Input material >>

//! Centralised error hierarchy for the **Lox interpreter**.
//!
//! All subsystems (scanner, parser, resolver, runtime, CLI) must convert their
//! internal failure modes into one of the variants defined here.  This enables a
//! uniform `Result<T>` alias throughout the crate and ergonomic inter‑operation
//! with `anyhow`, while still preserving rich diagnostic detail.
//!
//! The [`Reporter`] at the bottom of the module is the one object that prints
//! diagnostics (to standard error) and records whether any occurred; it is
//! threaded through the parser and resolver and consulted by the driver when
//! choosing an exit code.

use std::io;
use thiserror::Error;

use log::debug;

use crate::token::{Token, TokenType};

/// Canonical error type used throughout the interpreter.
#[derive(Debug, Error)]
#[non_exhaustive]
pub enum LoxError {
    /// Lexical (scanner) error with source line information.
    #[error("[line {line}] Error: {message}")]
    Lex {
        /// Human‑readable description.
        message: String,

        /// 1‑based line where the error occurred.
        line: usize,
    },

    /// Runtime evaluation error, rendered the way the driver reports it.
    #[error("{message}\n[line {line}]")]
    Runtime { message: String, line: usize },

    /// Wrapper around `std::io::Error` (transparent).  Enables `?` on I/O ops.
    #[error(transparent)]
    Io(#[from] io::Error),

    /// UTF‑8 decoding failure when ingesting external text.
    #[error(transparent)]
    Utf8(#[from] std::string::FromUtf8Error),
}

impl LoxError {
    /// Helper constructor for the **scanner**.
    pub fn lex<S: Into<String>>(line: usize, msg: S) -> Self {
        let message: String = msg.into();

        debug!("Creating Lex error: line={}, msg={}", line, message);

        LoxError::Lex { message, line }
    }

    /// Helper constructor for the **interpreter**.
    pub fn runtime<S: Into<String>>(line: usize, msg: S) -> Self {
        let message: String = msg.into();

        debug!("Creating Runtime error: line={}, msg={}", line, message);

        LoxError::Runtime { message, line }
    }
}

/// Crate‑wide `Result` alias.
pub type Result<T> = std::result::Result<T, LoxError>;

/// Shared diagnostic reporter.
///
/// Compile diagnostics are formatted `[line N] Error<loc>: <message>` where
/// `<loc>` is ` at end` for the EOF token and ` at '<lexeme>'` otherwise.
/// Runtime diagnostics use the [`LoxError::Runtime`] rendering. Both go to
/// standard error only; nothing here touches standard output.
#[derive(Debug, Default)]
pub struct Reporter {
    pub had_error: bool,
    pub had_runtime_error: bool,
    errors_reported: usize,
}

impl Reporter {
    pub fn new() -> Self {
        Self::default()
    }

    /// Number of compile diagnostics emitted so far.
    pub fn error_count(&self) -> usize {
        self.errors_reported
    }

    /// Reset the compile-error flag. The REPL calls this between lines.
    pub fn clear(&mut self) {
        self.had_error = false;
    }

    /// Report a compile error with no offending token (scanner errors).
    pub fn error(&mut self, line: usize, message: &str) {
        self.report(line, "", message);
    }

    /// Report a compile error at a specific token.
    pub fn error_at(&mut self, token: &Token, message: &str) {
        if token.token_type == TokenType::EOF {
            self.report(token.line, " at end", message);
        } else {
            let location: String = format!(" at '{}'", token.lexeme);
            self.report(token.line, &location, message);
        }
    }

    /// Print a scanner error (already carries its own rendering).
    pub fn lex_error(&mut self, error: &LoxError) {
        eprintln!("{}", error);
        self.had_error = true;
        self.errors_reported += 1;
    }

    /// Print a runtime error and latch the runtime flag.
    pub fn runtime_error(&mut self, error: &LoxError) {
        eprintln!("{}", error);
        self.had_runtime_error = true;
    }

    fn report(&mut self, line: usize, location: &str, message: &str) {
        eprintln!("[line {}] Error{}: {}", line, location, message);
        self.had_error = true;
        self.errors_reported += 1;
    }
}
//! Static resolution pass.
//!
//! This module performs a single AST walk between parsing and execution to:
//! 1. **Build lexical scopes**: maintains a stack of `HashMap<String, bool>`
//!    tracking declared (false) and fully defined (true) names in each nested
//!    block, function body or class body.
//! 2. **Enforce static rules**: reports redeclaration in the same scope,
//!    reading a variable in its own initializer, `return` outside a function,
//!    returning a value from an initializer, and `this`/`super` outside their
//!    legal contexts. Every violation goes through the shared [`Reporter`]
//!    and the walk continues, so one pass surfaces every error.
//! 3. **Record binding distances**: for every `Variable`, `Assign`, `This`
//!    and `Super` occurrence found in some scope, tells the interpreter how
//!    many frames to climb at runtime. Occurrences found in no scope are
//!    globals and record nothing.
//!
//! The pass is idempotent: resolving the same tree twice writes the same
//! (id, depth) entries.

use crate::error::Reporter;
use crate::expr::{Expr, ExprId};
use crate::interpreter::Interpreter;
use crate::stmt::{FunctionDecl, Stmt};
use crate::token::Token;
use log::{debug, info};
use std::collections::HashMap;
use std::rc::Rc;

/// What kind of function body we are inside. Validates `return`.
#[derive(Copy, Clone, Debug, PartialEq, Eq)]
enum FunctionType {
    None,
    Function,
    Method,
    Initializer,
}

#[derive(Debug, Copy, Clone, PartialEq, Eq)]
enum ClassType {
    /// Not inside any class
    None,

    /// Inside a class declaration _without_ a superclass
    Class,

    /// Inside a class declaration _with_ a superclass
    Subclass,
}

/// Resolver: tracks scopes, enforces static rules, and records binding
/// distances by calling back into the interpreter.
pub struct Resolver<'i, 'r> {
    interpreter: &'i mut Interpreter,
    reporter: &'r mut Reporter,
    scopes: Vec<HashMap<String, bool>>, // false=declared, true=defined
    current_function: FunctionType,
    current_class: ClassType,
}

impl<'i, 'r> Resolver<'i, 'r> {
    pub fn new(interpreter: &'i mut Interpreter, reporter: &'r mut Reporter) -> Self {
        Resolver {
            interpreter,
            reporter,
            scopes: Vec::new(),
            current_function: FunctionType::None,
            current_class: ClassType::None,
        }
    }

    /// Walk all top-level statements. Check the reporter afterwards.
    pub fn resolve(&mut self, statements: &[Stmt]) {
        info!(
            "Beginning resolve pass over {} statement(s)",
            statements.len()
        );

        for stmt in statements {
            self.resolve_stmt(stmt);
        }
    }

    // ─────────────────────────────────────────────────────────────────────────
    // Statement resolution
    // ─────────────────────────────────────────────────────────────────────────

    fn resolve_stmt(&mut self, stmt: &Stmt) {
        match stmt {
            Stmt::Class {
                name,
                superclasses,
                methods,
            } => self.resolve_class(name, superclasses, methods),

            Stmt::Block(statements) => {
                self.begin_scope();

                for s in statements {
                    self.resolve_stmt(s);
                }

                self.end_scope();
            }

            Stmt::Var { name, initializer } => {
                // Declared first so the initializer sees the name as
                // not-yet-defined and `var a = a;` is caught.
                self.declare(name);

                if let Some(expr) = initializer {
                    self.resolve_expr(expr);
                }

                self.define(name);
            }

            Stmt::Function(declaration) => {
                // Defined immediately to allow recursion.
                self.declare(&declaration.name);
                self.define(&declaration.name);

                self.resolve_function(FunctionType::Function, declaration);
            }

            Stmt::Expression(expr) | Stmt::Print(expr) => {
                self.resolve_expr(expr);
            }

            Stmt::If {
                condition,
                then_branch,
                else_branch,
            } => {
                self.resolve_expr(condition);
                self.resolve_stmt(then_branch);

                if let Some(eb) = else_branch.as_deref() {
                    self.resolve_stmt(eb);
                }
            }

            Stmt::While { condition, body } => {
                self.resolve_expr(condition);
                self.resolve_stmt(body);
            }

            // Validity was checked by the parser's loop-depth counter.
            Stmt::Break => {}

            Stmt::Return { keyword, value } => {
                if self.current_function == FunctionType::None {
                    self.reporter
                        .error_at(keyword, "Can't return from top-level code.");
                }

                if let Some(expr) = value {
                    if self.current_function == FunctionType::Initializer {
                        self.reporter
                            .error_at(keyword, "Can't return a value from an initializer.");
                    }

                    self.resolve_expr(expr);
                }
            }
        }
    }

    fn resolve_class(&mut self, name: &Token, superclasses: &[Expr], methods: &[Rc<FunctionDecl>]) {
        // Self-inheritance guard, against every listed superclass.
        for superclass in superclasses {
            if let Expr::Variable {
                name: super_name, ..
            } = superclass
            {
                if super_name.lexeme == name.lexeme {
                    self.reporter
                        .error_at(super_name, "A class can't inherit from itself.");
                }
            }
        }

        // The class name is visible inside its own body.
        self.declare(name);
        self.define(name);

        let enclosing_class = self.current_class;
        self.current_class = if superclasses.is_empty() {
            ClassType::Class
        } else {
            ClassType::Subclass
        };

        for superclass in superclasses {
            self.resolve_expr(superclass);
        }

        // `super` lives in its own scope wrapped around the method scopes.
        if !superclasses.is_empty() {
            self.begin_scope();
            if let Some(scope) = self.scopes.last_mut() {
                scope.insert("super".to_string(), true);
            }
        }

        // Implicit `this` scope for the methods.
        self.begin_scope();
        if let Some(scope) = self.scopes.last_mut() {
            scope.insert("this".to_string(), true);
        }

        for method in methods {
            let kind = if method.name.lexeme == "init" {
                FunctionType::Initializer
            } else {
                FunctionType::Method
            };

            self.resolve_function(kind, method);
        }

        self.end_scope();

        if !superclasses.is_empty() {
            self.end_scope();
        }

        self.current_class = enclosing_class;
    }

    // ─────────────────────────────────────────────────────────────────────────
    // Expression resolution
    // ─────────────────────────────────────────────────────────────────────────

    fn resolve_expr(&mut self, expr: &Expr) {
        match expr {
            Expr::Literal(_) => {}

            Expr::Grouping(inner) => {
                self.resolve_expr(inner);
            }

            Expr::Unary { right, .. } => {
                self.resolve_expr(right);
            }

            Expr::Binary { left, right, .. } | Expr::Logical { left, right, .. } => {
                self.resolve_expr(left);
                self.resolve_expr(right);
            }

            Expr::Variable { id, name } => {
                // Reading a name whose own initializer is still running.
                if let Some(scope) = self.scopes.last() {
                    if scope.get(name.lexeme.as_str()) == Some(&false) {
                        self.reporter.error_at(
                            name,
                            "Can't read local variable in its own initializer.",
                        );
                    }
                }

                self.resolve_local(*id, name);
            }

            Expr::Assign { id, name, value } => {
                self.resolve_expr(value);
                self.resolve_local(*id, name);
            }

            Expr::Call {
                callee, arguments, ..
            } => {
                self.resolve_expr(callee);

                for arg in arguments {
                    self.resolve_expr(arg);
                }
            }

            Expr::Get { object, .. } => {
                // Properties are looked up dynamically; only the object
                // expression resolves statically.
                self.resolve_expr(object);
            }

            Expr::Set { object, value, .. } => {
                self.resolve_expr(object);
                self.resolve_expr(value);
            }

            Expr::This { id, keyword } => {
                if self.current_class == ClassType::None {
                    self.reporter
                        .error_at(keyword, "Can't use 'this' outside of a class.");
                    return;
                }

                self.resolve_local(*id, keyword);
            }

            Expr::Super { id, keyword, .. } => {
                match self.current_class {
                    ClassType::None => {
                        self.reporter
                            .error_at(keyword, "Can't use 'super' outside of a class.");
                        return;
                    }

                    ClassType::Class => {
                        self.reporter.error_at(
                            keyword,
                            "Can't use 'super' in a class with no superclass.",
                        );
                        return;
                    }

                    ClassType::Subclass => {}
                }

                self.resolve_local(*id, keyword);
            }
        }
    }

    // ─────────────────────────────────────────────────────────────────────────
    // Class and function helpers
    // ─────────────────────────────────────────────────────────────────────────

    /// Enter a fresh scope for a function's parameters + body.
    fn resolve_function(&mut self, kind: FunctionType, declaration: &FunctionDecl) {
        let enclosing = self.current_function;
        self.current_function = kind;

        self.begin_scope();

        for param in &declaration.params {
            // declare() flags duplicate parameter names.
            self.declare(param);
            self.define(param);
        }

        for stmt in &declaration.body {
            self.resolve_stmt(stmt);
        }

        self.end_scope();

        self.current_function = enclosing;
    }

    // ─────────────────────────────────────────────────────────────────────────
    // Scope management
    // ─────────────────────────────────────────────────────────────────────────

    #[inline]
    fn begin_scope(&mut self) {
        self.scopes.push(HashMap::new());
    }

    #[inline]
    fn end_scope(&mut self) {
        self.scopes.pop();
    }

    fn declare(&mut self, name: &Token) {
        if let Some(scope) = self.scopes.last_mut() {
            if scope.contains_key(name.lexeme.as_str()) {
                self.reporter
                    .error_at(name, "Already a variable with this name in this scope.");
            }

            // Declared but not yet defined.
            scope.insert(name.lexeme.clone(), false);
        }
    }

    fn define(&mut self, name: &Token) {
        if let Some(scope) = self.scopes.last_mut() {
            scope.insert(name.lexeme.clone(), true);
        }
    }

    // ─────────────────────────────────────────────────────────────────────────
    // Binding-distance helper
    // ─────────────────────────────────────────────────────────────────────────

    /// Record this occurrence as a local at the depth of the innermost scope
    /// containing the name. Not found anywhere → global, record nothing.
    fn resolve_local(&mut self, id: ExprId, name: &Token) {
        for (depth, scope) in self.scopes.iter().rev().enumerate() {
            if scope.contains_key(name.lexeme.as_str()) {
                debug!("Resolved '{}' at depth {}", name.lexeme, depth);
                self.interpreter.resolve(id, depth);
                return;
            }
        }

        debug!("Resolved '{}' as global", name.lexeme);
    }
}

Task prompt >>
Copy out exactly the lines running from the line with "the innermost scope" to the end of the records, inclusive.

Result for this exercise >>
    /// Record this occurrence as a local at the depth of the innermost scope
    /// containing the name. Not found anywhere → global, record nothing.
    fn resolve_local(&mut self, id: ExprId, name: &Token) {
        for (depth, scope) in self.scopes.iter().rev().enumerate() {
            if scope.contains_key(name.lexeme.as_str()) {
                debug!("Resolved '{}' at depth {}", name.lexeme, depth);
                self.interpreter.resolve(id, depth);
                return;
            }
        }

        debug!("Resolved '{}' as global", name.lexeme);
    }
}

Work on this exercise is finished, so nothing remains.